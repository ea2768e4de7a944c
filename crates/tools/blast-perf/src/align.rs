//! Pointwise alignment of a subject series against a reference series.

use crate::error::DegenerateReferenceError;
use crate::record::{RatioPoint, RatioSeries, RecordSeries};

/// Divide each subject throughput by the reference throughput at the same size.
///
/// Sizes missing from `reference` are dropped: partial overlap between two
/// runs is normal. When `reference` repeats a size, the first occurrence wins.
/// A matched reference throughput of zero is an error rather than an
/// infinite ratio.
pub fn ratio(
    subject: &RecordSeries,
    reference: &RecordSeries,
) -> Result<RatioSeries, DegenerateReferenceError> {
    let mut points = Vec::with_capacity(subject.len().min(reference.len()));

    for point in subject {
        let Some(base) = reference.find(point.size) else {
            continue;
        };
        if base.throughput == 0.0 {
            return Err(DegenerateReferenceError { size: point.size });
        }
        points.push(RatioPoint {
            size: point.size,
            ratio: point.throughput / base.throughput,
        });
    }

    Ok(RatioSeries { points })
}

#[cfg(test)]
mod tests {
    use super::*;
    use crate::record::Measurement;

    fn series(points: &[(u64, f64)]) -> RecordSeries {
        points
            .iter()
            .map(|&(size, throughput)| Measurement { size, throughput })
            .collect()
    }

    #[test]
    fn non_overlapping_sizes_are_dropped() {
        let subject = series(&[(64, 1e9), (128, 2e9)]);
        let reference = series(&[(64, 2e9)]);
        let out = ratio(&subject, &reference).unwrap();
        assert_eq!(out.points, vec![RatioPoint { size: 64, ratio: 0.5 }]);
    }

    #[test]
    fn series_against_itself_is_unity() {
        let s = series(&[(2, 3.0), (4, 7.5), (8, 1e10), (16, 0.25)]);
        let out = ratio(&s, &s).unwrap();
        assert_eq!(out.len(), 4);
        assert!(out.iter().all(|p| p.ratio == 1.0));
    }

    #[test]
    fn output_follows_subject_order() {
        let subject = series(&[(32, 3.0), (8, 1.0), (16, 2.0)]);
        let reference = series(&[(8, 2.0), (16, 2.0), (32, 2.0)]);
        let sizes: Vec<u64> = ratio(&subject, &reference)
            .unwrap()
            .iter()
            .map(|p| p.size)
            .collect();
        assert_eq!(sizes, vec![32, 8, 16]);
    }

    #[test]
    fn duplicate_reference_sizes_use_first_match() {
        let subject = series(&[(4, 6.0)]);
        let reference = series(&[(4, 3.0), (4, 2.0)]);
        let out = ratio(&subject, &reference).unwrap();
        assert_eq!(out.points[0].ratio, 2.0);
    }

    #[test]
    fn zero_matched_reference_is_degenerate() {
        let subject = series(&[(4, 1.0), (8, 1.0)]);
        let reference = series(&[(4, 1.0), (8, 0.0)]);
        let err = ratio(&subject, &reference).unwrap_err();
        assert_eq!(err, DegenerateReferenceError { size: 8 });
    }

    #[test]
    fn zero_unmatched_reference_is_ignored() {
        let subject = series(&[(4, 1.0)]);
        let reference = series(&[(4, 2.0), (8, 0.0)]);
        let out = ratio(&subject, &reference).unwrap();
        assert_eq!(out.points, vec![RatioPoint { size: 4, ratio: 0.5 }]);
    }

    #[test]
    fn length_bounded_by_overlap() {
        let subject = series(&[(1, 1.0), (2, 4.0), (3, 9.0), (7, 1.0)]);
        let reference = series(&[(2, 2.0), (3, 3.0), (5, 1.0)]);
        let out = ratio(&subject, &reference).unwrap();
        assert_eq!(out.len(), 2);
        assert_eq!(out.points[0], RatioPoint { size: 2, ratio: 2.0 });
        assert_eq!(out.points[1], RatioPoint { size: 3, ratio: 3.0 });
    }

    #[test]
    fn duplicate_subject_sizes_each_emit() {
        let subject = series(&[(3, 1.0), (3, 2.0)]);
        let reference = series(&[(3, 1.0)]);
        let out = ratio(&subject, &reference).unwrap();
        assert_eq!(out.len(), 2);
        assert_eq!(out.points[1].ratio, 2.0);
    }
}
//! Command handlers for `perfchart render`, `inspect` and `ref-name`.
//!
//! Bridges the `blast-perf` analysis modules (config, loader, chart
//! assembly, output sinks) to the command-line interface.

use std::collections::BTreeSet;
use std::io::{self, Write};
use std::path::Path;

use anyhow::{Context, Result, bail};
use blast_perf::output::{self, JsonSink, TableSink};
use blast_perf::{ChartConfig, DirectoryLoader, dprintln, vprintln, wprintln};

use crate::cli::{InspectArgs, RefNameArgs, RenderArgs};

/// Where assembled series go.
enum OutputFormat<'a> {
    Table,
    Json(&'a Path),
}

impl<'a> OutputFormat<'a> {
    fn from_args(args: &'a RenderArgs) -> Result<Self> {
        match args.format.as_str() {
            "table" => Ok(Self::Table),
            "json" => {
                let path = args.output.as_deref().ok_or_else(|| {
                    anyhow::anyhow!("json format requires --output (-o) path for the chart data")
                })?;
                Ok(Self::Json(path))
            }
            other => bail!("unknown output format '{other}' (expected: table, json)"),
        }
    }
}

/// `perfchart render` — assemble a chart and output its series.
pub fn cmd_render(args: &RenderArgs) -> Result<()> {
    let format = OutputFormat::from_args(args)?;

    let mut config = ChartConfig::load(&args.config)
        .with_context(|| format!("loading chart config {}", args.config.display()))?;
    if let Some(ref dir) = args.data_dir {
        config.data_dir = Some(dir.clone());
    }
    if let Some(ref aggregate) = args.aggregate {
        config.aggregate.clone_from(aggregate);
        config.validate()?;
    }

    vprintln!(
        "Chart: {} of '{}' aggregates, {} source(s) from {}",
        config.kind,
        config.aggregate,
        config.sources.len(),
        config.data_dir().display()
    );

    let loader = DirectoryLoader::new(config.data_dir());
    let chart = blast_perf::assemble(&config, &loader);

    match format {
        OutputFormat::Table => {
            blast_perf::render(&chart, &mut TableSink::stdout(chart.kind))?;
        }
        OutputFormat::Json(path) => {
            for skipped in &chart.skipped {
                wprintln!(
                    "skipping {} ({}): {}",
                    skipped.label,
                    skipped.source_id,
                    skipped.reason
                );
            }
            let mut sink = JsonSink::new(path, chart.kind, &chart.aggregate);
            blast_perf::render(&chart, &mut sink)?;
            dprintln!(
                "Wrote {} series to {}",
                chart.series.len(),
                sink.path().display()
            );
        }
    }

    if chart.is_all_skipped() {
        bail!(
            "no series produced: all {} source(s) were skipped",
            chart.skipped.len()
        );
    }
    if args.strict && !chart.skipped.is_empty() {
        bail!(
            "{} source(s) skipped and --strict was given",
            chart.skipped.len()
        );
    }

    Ok(())
}

/// `perfchart inspect` — show one result file.
pub fn cmd_inspect(args: &InspectArgs) -> Result<()> {
    let document = blast_perf::load_document(&args.file)?;
    let series = blast_perf::extract(&document, &args.aggregate)
        .with_context(|| format!("reading {}", args.file.display()))?;

    let stdout = io::stdout();
    let mut out = stdout.lock();

    writeln!(out, "{}", args.file.display())?;
    if let Some(ref context) = document.context {
        output::write_context(&mut out, context)?;
    }
    writeln!(
        out,
        "  {} records, {} tagged '{}'",
        document.benchmarks.len(),
        series.len(),
        args.aggregate
    )?;

    if series.is_empty() {
        let kinds: BTreeSet<&str> = document
            .benchmarks
            .iter()
            .filter_map(|record| record.aggregate_kind.as_deref())
            .collect();
        if kinds.is_empty() {
            writeln!(out, "  No aggregate records in this file.")?;
        } else {
            let kinds: Vec<&str> = kinds.into_iter().collect();
            writeln!(out, "  Available aggregates: {}", kinds.join(", "))?;
        }
    } else {
        output::write_measurements(&mut out, &args.aggregate, &series)?;
    }
    writeln!(out)?;

    Ok(())
}

/// `perfchart ref-name` — print derived previous-run names.
pub fn cmd_ref_name(args: &RefNameArgs) {
    for name in &args.names {
        println!("{}", blast_perf::reference_name(name));
    }
}
//! Derivation of baseline file names for run-to-run comparison.

/// Segment inserted before the extension of a baseline file.
pub const REFERENCE_MARKER: &str = ".ref";

/// Name of the stored previous run paired with `name`.
///
/// `.ref` goes in front of the extension of the last path component
/// (`dgemm-blast.json` becomes `dgemm-blast.ref.json`). A name without an
/// extension gets the marker appended. Leading dots of the file name do not
/// start an extension, so `.json` becomes `.json.ref`.
pub fn reference_name(name: &str) -> String {
    let file_start = name
        .rfind(|c: char| c == '/' || c == std::path::MAIN_SEPARATOR)
        .map_or(0, |i| i + 1);
    let file = &name[file_start..];
    let stem_start = file_start + (file.len() - file.trim_start_matches('.').len());

    match name[stem_start..].rfind('.') {
        Some(dot) => {
            let (base, ext) = name.split_at(stem_start + dot);
            format!("{base}{REFERENCE_MARKER}{ext}")
        }
        None => format!("{name}{REFERENCE_MARKER}"),
    }
}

- _Work required_
Copy out every line of the material above that mentions the word "document".

- _Task output_
    let document = blast_perf::load_document(&args.file)?;
    let series = blast_perf::extract(&document, &args.aggregate)
    if let Some(ref context) = document.context {
        document.benchmarks.len(),
        let kinds: BTreeSet<&str> = document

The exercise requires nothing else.